Shastro tells the story how the music track for the No Dimensions Meditation was ‘found’.
I came to know that Avikal and I would have the privilege of having another photo session with Osho. It would be my second. [Read about the first session in: Let’s Put the Fan on Now]
“Wow!” I thought, “Does life get any better than this?”
In fact, it did.
I distinctly remember one night in Buddha Hall, during that month, Osho talking in discourse about the Four Directions Meditation, a meditation that we had been practicing in Buddha Hall for several years. The original author of the music – I believe somewhere in Germany – was claiming copyrights on the meditation. Osho said that the movements were ancient Sufi movements and nobody could have a copyright on meditation. He also said that the meditation would have a new name, “No Directions Meditation,” and he said that consciousness is a circle and as such it has no directions and therefore this new name was more appropriate. A few days later, the name was again changed to “No Dimensions Meditation,” and I heard that they wanted some of the sannyasin musicians to create a new music for it.
The last thing I would have thought, hearing all this, was that I would be involved in the process. I mean, I was not even considering myself a musician at that time, I was a fashion photographer!
Well, this is how photography brought me to music via Osho: When the second photo session came, a month later, I had learned my lesson, and, in order to avoid having to tell Osho to “do something,” we prepared a different set. He would sit on a big pillow on a carpet, surrounded by musical instruments like bells, gongs, Tibetan bowls, and even a guitar, so that he would have something to play with while we were taking pictures.
The session went very smoothly, and he seemed to enjoy playing with all those toys. When at the end everyone left the room, I was left alone. I needed to take a little time to unwind from the intense energy of the session, so I sat down on the pillow where he had been sitting a few moments earlier, picked up the guitar he had just played, and started picking on its strings. A very simple and hypnotic tune came out immediately. I loved it. It sounded so familiar, and it drew me into itself making me soon lose the sense of time. When I finally got up, I was surprised to notice that almost an hour had passed! I left the room, but that tune followed me and stayed in my head for several months to come. When I later went back to Europe, it was still playing in my head, and I kept hearing it in all kind of different rhythms and variations. I finally thought that if I could put it down on a tape, maybe it would leave my head and I could eventually be free from its tyranny!
A few days later I happened to visit my friend Sirus, a Persian musician, who at that time was living in Parimal, an Osho center in the North of Germany. He had a small Tascam four-track cassette recorder, very funky, and I asked him if he would like to record something and that, as a matter of fact, I had a certain tune that I thought we could play together. In those days Sirus was very involved with setting up a plumbing system (he is also an engineer) for the new Parimal restrooms, but he happily agreed to let me record in his room.

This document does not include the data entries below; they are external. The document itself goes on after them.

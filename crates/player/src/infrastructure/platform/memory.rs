//! In-memory storage
//!
//! Nothing survives the process. Used by tests and by
//! `FLAMESCORE_STORAGE=memory` for throwaway sessions.

use std::collections::HashMap;
use std::sync::{Arc, RwLock};

use crate::ports::outbound::StoragePort;

/// Storage provider backed by a shared map
///
/// Clones share the same map.
#[derive(Clone, Default)]
pub struct MemoryStorageProvider {
    entries: Arc<RwLock<HashMap<String, String>>>,
}

impl MemoryStorageProvider {
    pub fn new() -> Self {
        Self::default()
    }

    /// Start with `key` already holding `value`
    pub fn with_entry(key: &str, value: &str) -> Self {
        let storage = Self::new();
        storage.save(key, value);
        storage
    }
}

impl StoragePort for MemoryStorageProvider {
    fn save(&self, key: &str, value: &str) {
        match self.entries.write() {
            Ok(mut guard) => {
                guard.insert(key.to_string(), value.to_string());
            }
            Err(e) => tracing::error!("Failed to acquire write lock for storage: {}", e),
        }
    }

    fn load(&self, key: &str) -> Option<String> {
        match self.entries.read() {
            Ok(guard) => guard.get(key).cloned(),
            Err(e) => {
                tracing::error!("Failed to acquire read lock for storage: {}", e);
                None
            }
        }
    }
}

I played flute (my very first flute recording), tablas, and guitar, and when Sirus had some spare time, in between plumbing sessions, he would come in and play his beautiful violin and his setar (an Iranian string instrument) on the tape. That’s how the temporary title for the tune became “The Whirling Plumbers.”
It was my first recording and when I listen to it now, I can hear that it is technically very funky, but I can also hear an incredible and mysterious energy force in the music that I had no idea at that time was even there. The recording was done in a few days, and we were both very pleased with it. It turned into a 40-minute track, with a haunting melody and rhythm. Listening to the final recording one night, Sirus said to me, “Hmm…you know, I talked on the phone the other day with our friend Zahira. She is here in Germany, leading a Sufi group in a center, and she told me that back in Pune, a month ago, they asked her if she could look into finding some new music for the Osho No Dimensions Meditation. Do you think this could work for that?”
“I don’t know,” I replied, “Let’s send her a copy and see what she feels.” And so we did.
Only a few days later Zahira called us up, all excited, and she told us that during her group she did the new Osho No Dimensions Meditation and used our music for it.
“You should have seen,” she said. “The room was packed! Even people who are resident in the commune and usually don’t participate in the meditations, upon hearing the music they came in and did the meditation. The energy was beautiful and powerful! I am going to take this copy with me back to Pune and present it to the committee that is in charge of the new No Dimensions project.”
A couple of months later I was back in Pune, and they told me that the people who were to approve the music for the meditation had already turned down a few different music tracks from some other musicians, but they really liked the one Zahira had given them and had approved it for the new No Dimensions Meditation! I was so happy and I couldn’t believe it. The meditation needed two music tracks: the first one was supposed to be 40 minutes. (Our track was 40:12 minutes long!) The second one – for the whirling part – needed to be 15 minutes. They asked Sirus and me to record the second track there in the ashram. In the studio we also added a breath sound on top of “The Whirling Plumbers,” that was rhythmically locked in with the Sufi movements. Sirus, Zahira, and I actually ended up all together in the studio for that last “breathing session” into the microphone!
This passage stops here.